FACTUAL AND PROCEDURAL BACKGROUND
This case arose after surgical staff at Saint Francis left a sponge in a patient during the patient's back surgery in 2010. The patient was required to endure a second surgery and be treated with powerful intravenous antibiotics. As a result of this incident, the Department imposed a $50,000 fine on Saint Francis for not having appropriate sponge-count policies and for not effectively training on, and ensuring compliance with, such policies. Saint Francis challenged the fine, and a hearing was held before an Administrative Law Judge (ALJ). The ALJ issued a proposed decision finding no basis for the fine because Saint Francis had adequate policies and procedures to guard against the mistakes that led to the incident.
On December 15, 2015, after receiving further briefing and evidence, the Department issued a final decision that rejected the ALJ's proposed decision, determined that Saint Francis had not implemented an appropriate sponge-count policy, and affirmed the fine. The decision was "effective immediately," and it was served on Saint Francis by certified mail the next day, December 16.
On December 30, 2015, Saint Francis submitted a request for reconsideration. The Department answered the request without "notif[ying Saint Francis] that the request ... was void or otherwise invalid," and then denied it on January 14, 2016. Also on January 14, apparently not knowing that the request for reconsideration had been or was being denied, counsel for Saint Francis e-mailed a Department attorney that Saint Francis intended to file a writ petition. In the e-mail, St. Francis's counsel also stated, "As I read the statute [the Department] has until today to accept or reject the request [for reconsideration]. If no action is taken it is deemed denied. I think the additional five days for mailing arguably applies; do you agree? This would extend to next Tuesday to decide the request." The Department attorney responded by e-mail, "I believe you are correct."
Saint Francis filed its writ petition in the trial court on January 26, 2016. The Department demurred on the basis that the petition was not timely. The court sustained the demurrer with "leave to amend to allege additional facts necessary to assert the equitable tolling of the statute of limitations."
Saint Francis then filed an amended petition, to which the Department also demurred. The trial court again sustained the demurrer, this time without leave to amend. It found that the Department's decision "was effective immediately and was thus not subject to a Request for *363Reconsideration" and *621that the subsequent writ petition "was not filed within the thirty days required by Government Code section 11521."
II.
DISCUSSION
A. The Request for Reconsideration Did Not Extend the Deadline to File a Writ Petition.
We begin with an overview of the statutes governing the timing for filing a request to reconsider an agency decision and for filing a petition for a writ of administrative mandate challenging an agency's final decision.
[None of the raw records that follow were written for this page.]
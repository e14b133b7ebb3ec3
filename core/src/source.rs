//! Our abstraction of the input sequence that a `Cursor` reads from.

use core::fmt::Debug;


/// An immutable, randomly-addressable sequence of terminals.  This determines
/// the associated types of the positions within it and of its elements, which
/// every [`Rule`](trait.Rule.html) applied to it must agree with.
pub trait Source {
    /// Positional information of a terminal relative to the start of the
    /// sequence.  Ordered so that diagnostics can tell which failure happened
    /// further along.
    type Location: Copy + Ord + Debug;
    /// The element type.
    type Terminal: Copy + Debug;

    /// The location of the first terminal, which is also the end location when
    /// the sequence is empty.
    fn start(&self) -> Self::Location;

    /// The terminal at `location` together with the location just after it, or
    /// `None` if `location` is at (or beyond) the end.
    fn terminal_at(&self, location: Self::Location)
                   -> Option<(Self::Terminal, Self::Location)>;
}


/// Slices are indexed by element.
impl<T> Source for [T]
    where T: Copy + Debug,
{
    type Location = usize;
    type Terminal = T;

    #[inline]
    fn start(&self) -> usize {
        0
    }

    #[inline]
    fn terminal_at(&self, location: usize) -> Option<(T, usize)> {
        self.get(location).map(|&terminal| (terminal, location + 1))
    }
}

impl<T, const N: usize> Source for [T; N]
    where T: Copy + Debug,
{
    type Location = usize;
    type Terminal = T;

    #[inline]
    fn start(&self) -> usize {
        0
    }

    #[inline]
    fn terminal_at(&self, location: usize) -> Option<(T, usize)> {
        self[..].terminal_at(location)
    }
}

/// String slices are indexed by byte offset and yield `char`s, so a location
/// always lies on a `char` boundary.
impl Source for str {
    type Location = usize;
    type Terminal = char;

    #[inline]
    fn start(&self) -> usize {
        0
    }

    #[inline]
    fn terminal_at(&self, location: usize) -> Option<(char, usize)> {
        let ch = self.get(location ..)?.chars().next()?;
        Some((ch, location + ch.len_utf8()))
    }
}
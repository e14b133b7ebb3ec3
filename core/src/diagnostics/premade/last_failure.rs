use crate::{Diagnostics, Error};


/// A [`Diagnostics`](trait.Diagnostics.html) that remembers only the most
/// recent report, without heap allocation.
///
/// After a failed top-level parse, the most recent report is the error that
/// was propagated to the caller, unless an enclosing adapter absorbed it and
/// the failure came from something that raised nothing (which the premade
/// rules never do).
#[derive(Copy, Clone, PartialEq, Eq, Debug)]
pub struct LastFailure<Location, Terminal> {
    last: Option<(Error<Location>, Option<Terminal>)>,
    count: usize,
}

/// Must implement this manually because deriving would place unwanted bounds on
/// the type parameters.
impl<Location, Terminal> Default for LastFailure<Location, Terminal> {
    #[inline]
    fn default() -> Self {
        Self { last: None, count: 0 }
    }
}

impl<Location, Terminal> LastFailure<Location, Terminal> {
    /// The most recently reported error, if any.
    #[inline]
    pub fn error(&self) -> Option<&Error<Location>> {
        self.last.as_ref().map(|(error, _)| error)
    }

    /// The terminal found where the most recently reported error was raised.
    /// `None` if nothing was reported or if that was at the end of input.
    #[inline]
    pub fn found(&self) -> Option<&Terminal> {
        self.last.as_ref().and_then(|(_, found)| found.as_ref())
    }

    /// How many reports there were in total, including those that
    /// backtracking later made irrelevant.
    #[inline]
    pub fn count(&self) -> usize {
        self.count
    }
}

impl<Location, Terminal> Diagnostics for LastFailure<Location, Terminal>
    where Location: Copy,
{
    type Location = Location;
    type Terminal = Terminal;

    #[inline]
    fn report(&mut self, error: &Error<Location>, found: Option<Terminal>) {
        self.last = Some((*error, found));
        self.count += 1;
    }
}


#[cfg(test)]
mod tests {
    use super::*;

    #[test]
    fn remembers_last() {
        let mut d = LastFailure::<usize, char>::default();
        assert_eq!(d.error(), None);
        assert_eq!(d.count(), 0);

        d.report(&Error::Expected { rule: "a", at: 0 }, Some('x'));
        d.report(&Error::Overflow { ty: "u8", at: 2 }, None);
        assert_eq!(d.error(), Some(&Error::Overflow { ty: "u8", at: 2 }));
        assert_eq!(d.found(), None);
        assert_eq!(d.count(), 2);
    }
}
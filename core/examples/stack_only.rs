//! Shows defining a small grammar, for CSS-like colors, when using only the
//! `gramma_core` crate, with nothing allocated on the heap.

use gramma_core::{
    Cursor, Diagnostics, End, IntegerLiteral, Pad, Rule, Source, Result, TerminalRule,
    ascii::{Comma, ParenthesisLeft, ParenthesisRight, Whitespace},
    digits::{DecimalDigit, HexDigit},
    diagnostics::premade::LastFailure,
};


/// Matches only the byte `B`.
#[derive(Debug)]
struct Is<const B: u8>;

impl<const B: u8> TerminalRule for Is<B> {
    type Location = usize;
    type Terminal = u8;
    type Construction = ();

    fn parse_terminal(terminal: u8) -> Option<()> {
        (terminal == B).then_some(())
    }
}

#[derive(Copy, Clone, Debug)]
struct Color {
    red: u8,
    green: u8,
    blue: u8,
}

/// Exactly two hex digits.
#[derive(Debug)]
struct HexChannel;

impl Rule for HexChannel {
    type Location = usize;
    type Terminal = u8;
    type Construction = u8;

    fn parse<S, D>(cursor: &mut Cursor<'_, S, D>) -> Result<u8, usize>
        where S: Source<Location = usize, Terminal = u8> + ?Sized,
              D: Diagnostics<Location = usize, Terminal = u8>,
    {
        type Hex = HexDigit<usize, u8, u8>;
        let (high, low) = cursor.attempt::<(Hex, Hex)>()?;
        Ok(high * 16 + low)
    }
}

/// `#rrggbb`
#[derive(Debug)]
struct HexColor;

impl Rule for HexColor {
    type Location = usize;
    type Terminal = u8;
    type Construction = Color;

    fn parse<S, D>(cursor: &mut Cursor<'_, S, D>) -> Result<Color, usize>
        where S: Source<Location = usize, Terminal = u8> + ?Sized,
              D: Diagnostics<Location = usize, Terminal = u8>,
    {
        let ((), red, green, blue) =
            cursor.attempt::<(Is<b'#'>, HexChannel, HexChannel, HexChannel)>()?;
        Ok(Color { red, green, blue })
    }
}

/// `rgb(r, g, b)` with decimal channels.
#[derive(Debug)]
struct RgbColor;

impl Rule for RgbColor {
    type Location = usize;
    type Terminal = u8;
    type Construction = Color;

    fn parse<S, D>(cursor: &mut Cursor<'_, S, D>) -> Result<Color, usize>
        where S: Source<Location = usize, Terminal = u8> + ?Sized,
              D: Diagnostics<Location = usize, Terminal = u8>,
    {
        type Channel = Pad<IntegerLiteral<DecimalDigit<usize, u8, u8>>, Whitespace<usize, u8>>;
        type C = Comma<usize, u8>;

        let ((), (), (), ()) =
            cursor.attempt::<(Is<b'r'>, Is<b'g'>, Is<b'b'>, ParenthesisLeft<usize, u8>)>()?;
        let (red, (), green, (), blue) = cursor.attempt::<(Channel, C, Channel, C, Channel)>()?;
        let () = cursor.attempt::<ParenthesisRight<usize, u8>>()?;
        Ok(Color { red, green, blue })
    }
}

/// Either form.
#[derive(Debug)]
struct AnyColor;

impl Rule for AnyColor {
    type Location = usize;
    type Terminal = u8;
    type Construction = Color;

    fn parse<S, D>(cursor: &mut Cursor<'_, S, D>) -> Result<Color, usize>
        where S: Source<Location = usize, Terminal = u8> + ?Sized,
              D: Diagnostics<Location = usize, Terminal = u8>,
    {
        match cursor.attempt_optional::<HexColor>()? {
            Some(color) => Ok(color),
            None => cursor.attempt::<RgbColor>(),
        }
    }
}

fn main() {
    let inputs = ["#ff8000", "rgb(255, 128,0)", "rgb( 1 ,2,3 )", "#ff80", "rgb(256,0,0)",
                  "rgb(1,2,3)x"];

    for input in inputs {
        let mut cursor = Cursor::new(input.as_bytes(), LastFailure::default());
        match cursor.attempt::<(AnyColor, End<usize, u8>)>() {
            Ok((Color { red, green, blue }, ())) =>
                println!("{input:?} => red {red}, green {green}, blue {blue}"),
            Err(error) => {
                let found = cursor.diagnostics().found().map(|&b| char::from(b));
                println!("{input:?} => {error} at {}, found {found:?}", error.location());
            }
        }
    }
}
//! SCRFD face detector via ONNX Runtime.
//!
//! Implements the SCRFD (Sample and Computation Redistribution for Efficient
//! Face Detection) model with 3-stride anchor-free decoding and NMS
//! post-processing, over decoded RGB images.

use crate::types::BoundingBox;
use image::imageops::FilterType;
use image::RgbImage;
use ndarray::Array4;
use ort::session::Session;
use ort::value::TensorRef;
use std::path::Path;
use thiserror::Error;

// --- Named constants (different from ArcFace!) ---
const SCRFD_INPUT_SIZE: u32 = 640;
const SCRFD_MEAN: f32 = 127.5;
const SCRFD_STD: f32 = 128.0;
const SCRFD_CONFIDENCE_THRESHOLD: f32 = 0.5;
const SCRFD_NMS_THRESHOLD: f32 = 0.4;
const SCRFD_STRIDES: [usize; 3] = [8, 16, 32];
const SCRFD_ANCHORS_PER_CELL: usize = 2;

#[derive(Error, Debug)]
pub enum DetectorError {
    #[error("model file not found: {0} — download from insightface and place in the model dir")]
    ModelNotFound(String),
    #[error("inference failed: {0}")]
    InferenceFailed(String),
    #[error("ort: {0}")]
    Ort(#[from] ort::Error),
}

/// Metadata for coordinate de-mapping after letterbox resize.
struct Letterbox {
    scale: f32,
    pad_x: f32,
    pad_y: f32,
}

/// Output tensor indices for one stride: (score_idx, bbox_idx, kps_idx).
type StrideOutputIndices = (usize, usize, usize);

/// SCRFD-based face detector.
pub struct FaceDetector {
    session: Session,
    /// Per-stride output indices [(score, bbox, kps)] for strides [8, 16, 32].
    /// Discovered by name at load time; falls back to positional ordering.
    stride_indices: [StrideOutputIndices; 3],
}

impl FaceDetector {
    /// Load the SCRFD ONNX model from the given path.
    pub fn load(model_path: &str) -> Result<Self, DetectorError> {
        if !Path::new(model_path).exists() {
            return Err(DetectorError::ModelNotFound(model_path.to_string()));
        }

        let session = Session::builder()?
            .with_intra_threads(2)
            .map_err(ort::Error::from)?
            .commit_from_file(model_path)?;

        let output_names: Vec<String> =
            session.outputs().iter().map(|o| o.name().to_string()).collect();

        tracing::info!(
            path = model_path,
            inputs = ?session.inputs().iter().map(|i| (i.name(), i.dtype())).collect::<Vec<_>>(),
            outputs = ?output_names,
            "loaded SCRFD model"
        );

        if output_names.len() < 9 {
            return Err(DetectorError::InferenceFailed(format!(
                "SCRFD model requires 9 outputs (3 strides × score/bbox/kps), got {}",
                output_names.len()
            )));
        }

        let stride_indices = discover_output_indices(&output_names);
        tracing::debug!(?stride_indices, "SCRFD output tensor mapping");

        Ok(Self {
            session,
            stride_indices,
        })
    }

    /// Detect faces in a decoded RGB image.
    ///
    /// Returns bounding boxes with landmarks, sorted by descending
    /// confidence; "first face" means the first entry of this ordering.
    pub fn detect(&mut self, image: &RgbImage) -> Result<Vec<BoundingBox>, DetectorError> {
        let (input, letterbox) = preprocess(image);

        let outputs = self
            .session
            .run(ort::inputs![TensorRef::from_array_view(input.view())?])?;

        let mut all_detections = Vec::new();

        for (stride_pos, &stride) in SCRFD_STRIDES.iter().enumerate() {
            let (score_idx, bbox_idx, kps_idx) = self.stride_indices[stride_pos];

            let (_, scores) = outputs[score_idx]
                .try_extract_tensor::<f32>()
                .map_err(|e| DetectorError::InferenceFailed(format!("scores stride {stride}: {e}")))?;
            let (_, bboxes) = outputs[bbox_idx]
                .try_extract_tensor::<f32>()
                .map_err(|e| DetectorError::InferenceFailed(format!("bboxes stride {stride}: {e}")))?;
            let (_, kps) = outputs[kps_idx]
                .try_extract_tensor::<f32>()
                .map_err(|e| DetectorError::InferenceFailed(format!("kps stride {stride}: {e}")))?;

            decode_stride(scores, bboxes, kps, stride, &letterbox, &mut all_detections);
        }

        let mut result = nms(all_detections, SCRFD_NMS_THRESHOLD);
        result.sort_by(|a, b| {
            b.confidence
                .partial_cmp(&a.confidence)
                .unwrap_or(std::cmp::Ordering::Equal)
        });

        Ok(result)
    }
}

/// Letterbox an RGB image into a NCHW float tensor.
///
/// The image is scaled to fit 640×640 preserving aspect ratio (bilinear),
/// centered, and the border padded with the mean value so padding
/// normalizes to 0.
fn preprocess(image: &RgbImage) -> (Array4<f32>, Letterbox) {
    let (width, height) = image.dimensions();
    let input = SCRFD_INPUT_SIZE;

    let scale = (input as f32 / width as f32).min(input as f32 / height as f32);
    let new_w = ((width as f32 * scale).round() as u32).max(1);
    let new_h = ((height as f32 * scale).round() as u32).max(1);
    let pad_x = (input - new_w) as f32 / 2.0;
    let pad_y = (input - new_h) as f32 / 2.0;

    let resized = image::imageops::resize(image, new_w, new_h, FilterType::Triangle);

    let x_off = pad_x.floor() as u32;
    let y_off = pad_y.floor() as u32;

    // Zero-filled tensor == mean-padded border, since (MEAN - MEAN) / STD = 0.
    let mut tensor = Array4::<f32>::zeros((1, 3, input as usize, input as usize));
    for (x, y, pixel) in resized.enumerate_pixels() {
        let tx = (x + x_off) as usize;
        let ty = (y + y_off) as usize;
        for c in 0..3 {
            tensor[[0, c, ty, tx]] = (pixel.0[c] as f32 - SCRFD_MEAN) / SCRFD_STD;
        }
    }

    (tensor, Letterbox { scale, pad_x, pad_y })
}

/// Discover output tensor ordering by name.
///
/// SCRFD models may export tensors with named outputs ("score_8", "bbox_16",
/// ...) or generic numeric names. If the named pattern is present, map them
/// to stride slots; otherwise fall back to the standard positional ordering:
///   [0-2] = scores (strides 8, 16, 32)
///   [3-5] = bboxes (strides 8, 16, 32)
///   [6-8] = kps    (strides 8, 16, 32)
fn discover_output_indices(names: &[String]) -> [StrideOutputIndices; 3] {
    let find = |prefix: &str, stride: usize| -> Option<usize> {
        let target = format!("{prefix}_{stride}");
        names.iter().position(|n| n == &target)
    };

    let named = SCRFD_STRIDES.iter().all(|&stride| {
        find("score", stride).is_some()
            && find("bbox", stride).is_some()
            && find("kps", stride).is_some()
    });

    if named {
        tracing::info!("SCRFD: using name-based output tensor mapping");
        std::array::from_fn(|i| {
            let stride = SCRFD_STRIDES[i];
            (
                find("score", stride).unwrap(),
                find("bbox", stride).unwrap(),
                find("kps", stride).unwrap(),
            )
        })
    } else {
        tracing::info!(
            ?names,
            "SCRFD: output names not recognized, using positional mapping [0-2]=scores, [3-5]=bboxes, [6-8]=kps"
        );
        [(0, 3, 6), (1, 4, 7), (2, 5, 8)]
    }
}

/// Decode detections for a single stride level into `out`.
fn decode_stride(
    scores: &[f32],
    bboxes: &[f32],
    kps: &[f32],
    stride: usize,
    letterbox: &Letterbox,
    out: &mut Vec<BoundingBox>,
) {
    let input = SCRFD_INPUT_SIZE as usize;
    let grid_w = input / stride;
    let grid_h = input / stride;
    let num_anchors = grid_h * grid_w * SCRFD_ANCHORS_PER_CELL;

    let to_image = |x: f32, y: f32| -> (f32, f32) {
        (
            (x - letterbox.pad_x) / letterbox.scale,
            (y - letterbox.pad_y) / letterbox.scale,
        )
    };

    for idx in 0..num_anchors {
        let score = scores.get(idx).copied().unwrap_or(0.0);
        if score <= SCRFD_CONFIDENCE_THRESHOLD {
            continue;
        }

        let anchor_idx = idx / SCRFD_ANCHORS_PER_CELL;
        let anchor_cx = (anchor_idx % grid_w) as f32 * stride as f32;
        let anchor_cy = (anchor_idx / grid_w) as f32 * stride as f32;

        // Decode bbox: [left, top, right, bottom] offsets in stride units
        let bbox_off = idx * 4;
        if bbox_off + 3 >= bboxes.len() {
            continue;
        }
        let (x1, y1) = to_image(
            anchor_cx - bboxes[bbox_off] * stride as f32,
            anchor_cy - bboxes[bbox_off + 1] * stride as f32,
        );
        let (x2, y2) = to_image(
            anchor_cx + bboxes[bbox_off + 2] * stride as f32,
            anchor_cy + bboxes[bbox_off + 3] * stride as f32,
        );

        // Decode five landmark points
        let kps_off = idx * 10;
        let landmarks = if kps_off + 9 < kps.len() {
            let mut lms = [(0.0f32, 0.0f32); 5];
            for (i, lm) in lms.iter_mut().enumerate() {
                *lm = to_image(
                    anchor_cx + kps[kps_off + i * 2] * stride as f32,
                    anchor_cy + kps[kps_off + i * 2 + 1] * stride as f32,
                );
            }
            Some(lms)
        } else {
            None
        };

        out.push(BoundingBox {
            x: x1,
            y: y1,
            width: x2 - x1,
            height: y2 - y1,
            confidence: score,
            landmarks,
        });
    }
}

/// Non-Maximum Suppression: remove overlapping detections.
fn nms(mut detections: Vec<BoundingBox>, iou_threshold: f32) -> Vec<BoundingBox> {
    detections.sort_by(|a, b| {
        b.confidence
            .partial_cmp(&a.confidence)
            .unwrap_or(std::cmp::Ordering::Equal)
    });

    let mut keep: Vec<BoundingBox> = Vec::new();
    for det in detections {
        if keep.iter().all(|k| iou(k, &det) <= iou_threshold) {
            keep.push(det);
        }
    }
    keep
}

/// Compute Intersection-over-Union between two bounding boxes.
fn iou(a: &BoundingBox, b: &BoundingBox) -> f32 {
    let x1 = a.x.max(b.x);
    let y1 = a.y.max(b.y);
    let x2 = (a.x + a.width).min(b.x + b.width);
    let y2 = (a.y + a.height).min(b.y + b.height);

    let inter = (x2 - x1).max(0.0) * (y2 - y1).max(0.0);
    let union = a.width * a.height + b.width * b.height - inter;

    if union > 0.0 {
        inter / union
    } else {
        0.0
    }
}
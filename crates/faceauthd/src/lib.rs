//! faceauthd — HTTP daemon for face embedding and verification.
//!
//! Exposes two endpoints: `POST /generate-embedding` returns the embedding
//! of an uploaded face image, and `POST /verify-face` compares the upload
//! against every enrolled embedding in Postgres and answers with the first
//! user within the distance threshold.

pub mod api;
pub mod config;
pub mod endpoints;
pub mod engine;
pub mod multipart;
pub mod router;
pub mod store;
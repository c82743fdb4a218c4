//! ArcFace face recognizer via ONNX Runtime.
//!
//! Extracts 512-dimensional face embeddings from aligned face crops,
//! using the w600k_r50 ArcFace model.

use crate::alignment;
use crate::types::{BoundingBox, Embedding};
use image::RgbImage;
use ndarray::Array4;
use ort::session::Session;
use ort::value::TensorRef;
use std::path::Path;
use thiserror::Error;

// --- Named constants (different from SCRFD!) ---
const ARCFACE_INPUT_SIZE: u32 = 112;
const ARCFACE_MEAN: f32 = 127.5;
const ARCFACE_STD: f32 = 127.5; // NOT 128.0 — ArcFace uses symmetric normalization
const ARCFACE_EMBEDDING_DIM: usize = 512;
const ARCFACE_MODEL_VERSION: &str = "w600k_r50";

#[derive(Error, Debug)]
pub enum RecognizerError {
    #[error("model file not found: {0} — download from insightface and place in the model dir")]
    ModelNotFound(String),
    #[error("inference failed: {0}")]
    InferenceFailed(String),
    #[error("face has no landmarks — detector must return landmarks for alignment")]
    NoLandmarks,
    #[error("ort: {0}")]
    Ort(#[from] ort::Error),
}

/// ArcFace-based face recognizer.
pub struct FaceRecognizer {
    session: Session,
}

impl FaceRecognizer {
    /// Load the ArcFace ONNX model from the given path.
    pub fn load(model_path: &str) -> Result<Self, RecognizerError> {
        if !Path::new(model_path).exists() {
            return Err(RecognizerError::ModelNotFound(model_path.to_string()));
        }

        let session = Session::builder()?
            .with_intra_threads(2)
            .map_err(ort::Error::from)?
            .commit_from_file(model_path)?;

        tracing::info!(
            path = model_path,
            inputs = ?session.inputs().iter().map(|i| (i.name(), i.dtype())).collect::<Vec<_>>(),
            outputs = ?session.outputs().iter().map(|o| o.name()).collect::<Vec<_>>(),
            "loaded ArcFace model"
        );

        Ok(Self { session })
    }

    /// Extract a face embedding from a detected face in a decoded RGB image.
    ///
    /// The face must have landmarks (from the SCRFD detector). The face is
    /// aligned to a canonical 112×112 position before embedding extraction,
    /// and the returned embedding is L2-normalized.
    pub fn extract(
        &mut self,
        image: &RgbImage,
        face: &BoundingBox,
    ) -> Result<Embedding, RecognizerError> {
        let landmarks = face.landmarks.as_ref().ok_or(RecognizerError::NoLandmarks)?;

        let aligned = alignment::align_face(image, landmarks);
        let input = preprocess(&aligned);

        let outputs = self
            .session
            .run(ort::inputs![TensorRef::from_array_view(input.view())?])?;

        let (_, raw_data) = outputs[0]
            .try_extract_tensor::<f32>()
            .map_err(|e| RecognizerError::InferenceFailed(format!("embedding extraction: {e}")))?;

        let raw: Vec<f32> = raw_data.to_vec();

        if raw.len() != ARCFACE_EMBEDDING_DIM {
            return Err(RecognizerError::InferenceFailed(format!(
                "expected {ARCFACE_EMBEDDING_DIM}-dim embedding, got {}",
                raw.len()
            )));
        }

        // L2-normalize the embedding
        let norm: f32 = raw.iter().map(|x| x * x).sum::<f32>().sqrt();
        let values = if norm > 0.0 {
            raw.iter().map(|x| x / norm).collect()
        } else {
            raw
        };

        Ok(Embedding {
            values,
            model_version: Some(ARCFACE_MODEL_VERSION.to_string()),
        })
    }
}

/// Preprocess a 112×112 aligned RGB crop into a NCHW float tensor.
fn preprocess(aligned: &RgbImage) -> Array4<f32> {
    let size = ARCFACE_INPUT_SIZE as usize;
    let mut tensor = Array4::<f32>::zeros((1, 3, size, size));

    for (x, y, pixel) in aligned.enumerate_pixels() {
        for c in 0..3 {
            tensor[[0, c, y as usize, x as usize]] =
                (pixel.0[c] as f32 - ARCFACE_MEAN) / ARCFACE_STD;
        }
    }

    tensor
}
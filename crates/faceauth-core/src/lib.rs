//! faceauth-core — Face detection and embedding extraction engine.
//!
//! Uses SCRFD for face detection and ArcFace for embedding extraction,
//! both running via ONNX Runtime for CPU inference, plus the embedding
//! and gallery-matching types shared with the daemon.

pub mod alignment;
pub mod detector;
pub mod recognizer;
pub mod types;

pub use detector::FaceDetector;
pub use recognizer::FaceRecognizer;
pub use types::{
    BoundingBox, Embedding, EmbeddingTextError, FirstMatchScan, GalleryEntry, GalleryError,
    MatchOutcome, Matcher,
};
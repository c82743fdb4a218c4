use axum::http::StatusCode;
use axum::response::{IntoResponse, Json, Response};
use serde::{Deserialize, Serialize};
use serde_json::json;
use thiserror::Error;

use crate::engine::EngineError;
use crate::store::StoreError;

/// Body of a successful verification: the owning user of the first stored
/// embedding within the distance threshold.
#[derive(Debug, PartialEq, Eq, Serialize, Deserialize)]
pub struct VerifyResponse {
    #[serde(rename = "userId")]
    pub user_id: String,
}

#[derive(Error, Debug)]
pub enum ApiError {
    /// The request carried no `image` multipart field. Also covers bodies
    /// that are not multipart at all — from the caller's view there is no
    /// image either way.
    #[error("No image uploaded")]
    NoImageUploaded,
    /// The image decoded but the detector found zero faces.
    #[error("No face detected")]
    NoFaceDetected,
    /// Every stored embedding was scanned without a distance under threshold.
    #[error("No matching user")]
    NoMatchingUser,
    /// Infrastructure fault: corrupt image, inference failure, database
    /// failure, malformed stored embedding. Detail is logged, not returned.
    #[error("internal server error")]
    Internal(#[from] anyhow::Error),
}

impl From<EngineError> for ApiError {
    fn from(err: EngineError) -> Self {
        match err {
            EngineError::NoFaceDetected => ApiError::NoFaceDetected,
            other => ApiError::Internal(other.into()),
        }
    }
}

impl From<StoreError> for ApiError {
    fn from(err: StoreError) -> Self {
        ApiError::Internal(err.into())
    }
}

impl IntoResponse for ApiError {
    fn into_response(self) -> Response {
        let status = match &self {
            ApiError::NoImageUploaded | ApiError::NoFaceDetected => StatusCode::BAD_REQUEST,
            ApiError::NoMatchingUser => StatusCode::UNAUTHORIZED,
            ApiError::Internal(source) => {
                tracing::error!(error = ?source, "request failed");
                StatusCode::INTERNAL_SERVER_ERROR
            }
        };

        (status, Json(json!({ "error": self.to_string() }))).into_response()
    }
}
Section 11521 sets forth the time period governing a party's request to reconsider an agency decision. It states, "The power to order a reconsideration shall expire 30 days after the delivery or mailing of a decision to a respondent, or on the date set by the agency itself as the effective date of the decision if that date occurs prior to the expiration of the 30-day period." ( § 11521, subd. (a) ; see also § 11519, subd. (a).) Thus, when an agency makes its decision effective immediately, as the Department did here, it "eliminat[es] the 30-day period for reconsideration." ( De Cordoba v. Governing Board (1977)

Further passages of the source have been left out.